According to a first aspect of the invention, a system for executing a plurality of computer instructions comprises: a processing circuitry having a Trusted Execution Environment, TEE, for executing a secure set of computer instructions. According to the first aspect, the secure set of computer instructions executable by the TEE comprises: a first set of computer instructions, identified in a primary set of computer instructions, for producing a first outcome; and a second set of computer instructions for producing an auxiliary outcome associated with a primary outcome of executing the primary set of computer instructions by the processing circuitry. According to the first aspect, the processing circuitry produces the primary outcome according to the first outcome.

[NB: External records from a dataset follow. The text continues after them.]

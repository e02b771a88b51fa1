//! Chatterbox Session Engine
//!
//! Asynchronous, forward-secret messaging between two parties: a triple
//! Diffie-Hellman handshake seeds a root key, and a double ratchet derives a
//! fresh key for every message while tolerating out-of-order delivery.
//!
//! # Architecture
//!
//! ```text
//! ┌─────────────────────────────────────────────────────────┐
//! │ Chatter / SharedChatter                                 │
//! │   identity KeyPair + sessions by partner Fingerprint    │
//! ├──────────────────────┬──────────────────────────────────┤
//! │ handshake            │ ratchet::Session                 │
//! │   3 x DH → root key  │   root / send / receive chains   │
//! │   confirmation value │   skipped-key cache              │
//! ├──────────────────────┴──────────────────────────────────┤
//! │ message: header fields, 104-byte associated data, CBOR  │
//! └─────────────────────────────────────────────────────────┘
//! ```
//!
//! # Message Flow
//!
//! ```text
//! Alice                                          Bob
//!   initiate_handshake(bob)   ── eph_A ──>
//!                             <── eph_B, ✓ ──    return_handshake(alice, eph_A)
//!   finalize_handshake(bob, eph_B) → ✓   (compare confirmation values)
//!   send_message(bob, m)      ── Message ──>     receive_message(msg) → m
//!                             <── Message ──     send_message(alice, r)  (DH step)
//! ```
//!
//! # Security
//!
//! - Every superseded chain key, message key and ratchet key pair is erased
//! - The header (counter, epoch marker, identities, ratchet key) is bound
//!   into the AEAD tag as associated data
//! - A peer cannot force more than [`ChatterConfig::max_skip`] chain steps or
//!   grow the skipped-key cache past [`ChatterConfig::max_cached_keys`]

#![forbid(unsafe_code)]
#![deny(missing_docs)]

pub mod chatter;
pub mod config;
pub mod error;
mod handshake;
pub mod message;
pub mod ratchet;
pub mod shared;

pub use chatter::Chatter;
pub use config::{ChatterConfig, DEFAULT_MAX_CACHED_KEYS, DEFAULT_MAX_SKIP};
pub use error::ChatError;
pub use message::{ASSOCIATED_DATA_LENGTH, Message, encode_associated_data};
pub use ratchet::{
    CHAIN_LABEL, HANDSHAKE_CHECK_LABEL, KEY_LABEL, ROOT_LABEL, Session, chain_step, root_step,
};
pub use shared::SharedChatter;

According to a second aspect of the invention, a method for executing a plurality of computer instructions comprises: executing, in a TEE of a processing circuitry, a secure set of computer instructions. According to the second aspect, the secure set of computer instructions executable by the TEE comprises: a first set of computer instructions, identified in a primary set of computer instructions, for producing a first outcome; and a second set of computer instructions for producing an auxiliary outcome associated with a primary outcome of executing the primary set of computer instructions by the processing circuitry. According to the second aspect, the processing circuitry produces the primary outcome according to the first outcome.

According to a third aspect of the invention, a non-transitory computer-readable storage medium comprises a program code which, when executed by a computer, causes the computer to execute the method of the second aspect of the invention.

With reference to the first and second aspects, in a first possible implementation of the first and second aspects of the present invention executing the first set of computer instructions comprises accessing a secret value stored in the TEE. Optionally, the secret value is selected from a group of secret values consisting of: a password value, a symmetric encryption-decryption key value, a private decryption key value, a private encryption key value, a signing key value, and an input value for a Zero Knowledge Proof method. Optionally, executing the first set of computer instructions comprises executing a plurality of secret computer instructions stored in the TEE. Executing the first set of computer instructions by accessing a secret value stored in the TEE and additionally or alternatively by executing a plurality of secret computer instructions stored in the TEE facilitates adding protection to the primary outcome of executing the primary set of computer instructions, such as a signature, a cryptographic signature, or encryption, as the primary outcome is produced according to the first outcome of executing the first set of computer instructions, for example using the first outcome to produce the primary outcome or producing the primary outcome subject to the first outcome, thus increasing stability of a system implementing the present invention and increasing availability of a service provided by the system.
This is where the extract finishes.